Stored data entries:
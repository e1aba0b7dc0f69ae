//! Transport-agnostic application state.
//!
//! `CoreState` owns the single SQLite connection, the chat gateway built on
//! top of it, and the access audit buffer. Wrapped in `Arc` at startup and
//! shared by every HTTP handler.

use std::sync::{Arc, Mutex, MutexGuard};

use rusqlite::Connection;

use crate::config::AppConfig;
use crate::db;
use crate::gateway::{BackendError, ChatBackend, ChatGateway, GatewayConfig, OpenRouterClient};
use crate::models::format_timestamp;

/// Maximum audit buffer size before flush.
const AUDIT_BUFFER_CAPACITY: usize = 100;

// ═══════════════════════════════════════════════════════════
// CoreState
// ═══════════════════════════════════════════════════════════

pub struct CoreState {
    db: Arc<Mutex<Connection>>,
    gateway: ChatGateway,
    audit: AuditLogger,
}

impl CoreState {
    /// Open the configured database and build the live completion client.
    pub fn new(config: &AppConfig) -> Result<Self, CoreError> {
        let conn = db::open_database(&config.db_path)?;
        let backend = OpenRouterClient::new(config.endpoint.clone())?;
        tracing::info!(
            db = %config.db_path.display(),
            endpoint = %config.endpoint.url,
            models = config.gateway.candidate_models.len(),
            ai_configured = config.gateway.has_credential(),
            "Core state ready"
        );
        Ok(Self::with_backend(conn, config.gateway.clone(), Arc::new(backend)))
    }

    /// Assemble state from an open connection and any backend (tests pass
    /// an in-memory database and a fake).
    pub fn with_backend(
        conn: Connection,
        gateway_config: GatewayConfig,
        backend: Arc<dyn ChatBackend>,
    ) -> Self {
        let db = Arc::new(Mutex::new(conn));
        let gateway = ChatGateway::new(gateway_config, backend, db.clone());
        Self {
            db,
            gateway,
            audit: AuditLogger::new(),
        }
    }

    /// Lock the shared connection. Drop the guard before any `.await`.
    pub fn lock_db(&self) -> Result<MutexGuard<'_, Connection>, CoreError> {
        self.db.lock().map_err(|_| CoreError::LockPoisoned)
    }

    pub fn gateway(&self) -> &ChatGateway {
        &self.gateway
    }

    /// Whether a completion credential is configured.
    pub fn ai_configured(&self) -> bool {
        self.gateway.config().has_credential()
    }

    /// Record an API access; flushes to the database once the buffer fills.
    pub fn log_access(&self, user_id: Option<&str>, action: &str, outcome: &str) {
        if self.audit.log(user_id, action, outcome) {
            if let Err(e) = self.flush_audit() {
                tracing::warn!(error = %e, "Failed to flush audit entries");
            }
        }
    }

    pub fn audit_entries(&self) -> Vec<AuditEntry> {
        self.audit.entries()
    }

    /// Write buffered audit entries to the database.
    pub fn flush_audit(&self) -> Result<usize, CoreError> {
        let conn = self.lock_db()?;
        self.audit.flush_to_db(&conn)
    }
}

#[derive(Debug, thiserror::Error)]
pub enum CoreError {
    #[error("Internal lock error")]
    LockPoisoned,
    #[error("Database error: {0}")]
    Database(#[from] db::DatabaseError),
    #[error("Completion client error: {0}")]
    Backend(#[from] BackendError),
}

// ═══════════════════════════════════════════════════════════
// Audit logger
// ═══════════════════════════════════════════════════════════

/// In-memory audit log buffer. Entries are flushed to SQLite
/// when the buffer reaches capacity or on explicit flush.
pub struct AuditLogger {
    buffer: Mutex<Vec<AuditEntry>>,
}

#[derive(Debug, Clone)]
pub struct AuditEntry {
    pub timestamp: chrono::DateTime<chrono::Utc>,
    pub user_id: Option<String>,
    pub action: String,
    pub outcome: String,
}

impl AuditLogger {
    pub fn new() -> Self {
        Self {
            buffer: Mutex::new(Vec::with_capacity(AUDIT_BUFFER_CAPACITY)),
        }
    }

    /// Buffer one entry. Returns `true` once the flush threshold is reached.
    pub fn log(&self, user_id: Option<&str>, action: &str, outcome: &str) -> bool {
        if let Ok(mut buf) = self.buffer.lock() {
            buf.push(AuditEntry {
                timestamp: chrono::Utc::now(),
                user_id: user_id.map(|s| s.to_string()),
                action: action.to_string(),
                outcome: outcome.to_string(),
            });
            buf.len() >= AUDIT_BUFFER_CAPACITY
        } else {
            false
        }
    }

    pub fn entries(&self) -> Vec<AuditEntry> {
        self.buffer
            .lock()
            .map(|buf| buf.clone())
            .unwrap_or_default()
    }

    pub fn drain(&self) -> Vec<AuditEntry> {
        self.buffer
            .lock()
            .map(|mut buf| buf.drain(..).collect())
            .unwrap_or_default()
    }

    /// Put entries back ahead of anything logged since they were drained.
    fn requeue(&self, mut entries: Vec<AuditEntry>) {
        if let Ok(mut buf) = self.buffer.lock() {
            entries.append(&mut buf);
            *buf = entries;
        }
    }

    pub fn buffer_len(&self) -> usize {
        self.buffer.lock().map(|buf| buf.len()).unwrap_or(0)
    }

    pub fn flush_to_db(&self, conn: &Connection) -> Result<usize, CoreError> {
        let entries = self.drain();
        if entries.is_empty() {
            return Ok(0);
        }

        let tuples: Vec<(String, Option<String>, String, String)> = entries
            .iter()
            .map(|e| {
                (
                    format_timestamp(&e.timestamp),
                    e.user_id.clone(),
                    e.action.clone(),
                    e.outcome.clone(),
                )
            })
            .collect();

        let count = tuples.len();
        if let Err(e) = db::repository::insert_audit_entries(conn, &tuples) {
            self.requeue(entries);
            return Err(e.into());
        }

        tracing::debug!(count, "Flushed audit entries to database");
        Ok(count)
    }
}

impl Default for AuditLogger {
    fn default() -> Self {
        Self::new()
    }
}

// ═══════════════════════════════════════════════════════════
// Tests
// ═══════════════════════════════════════════════════════════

» What the exercise asks: Count each line above where the word "CoreError" appears, and answer with nothing except that count.

» Task result: 6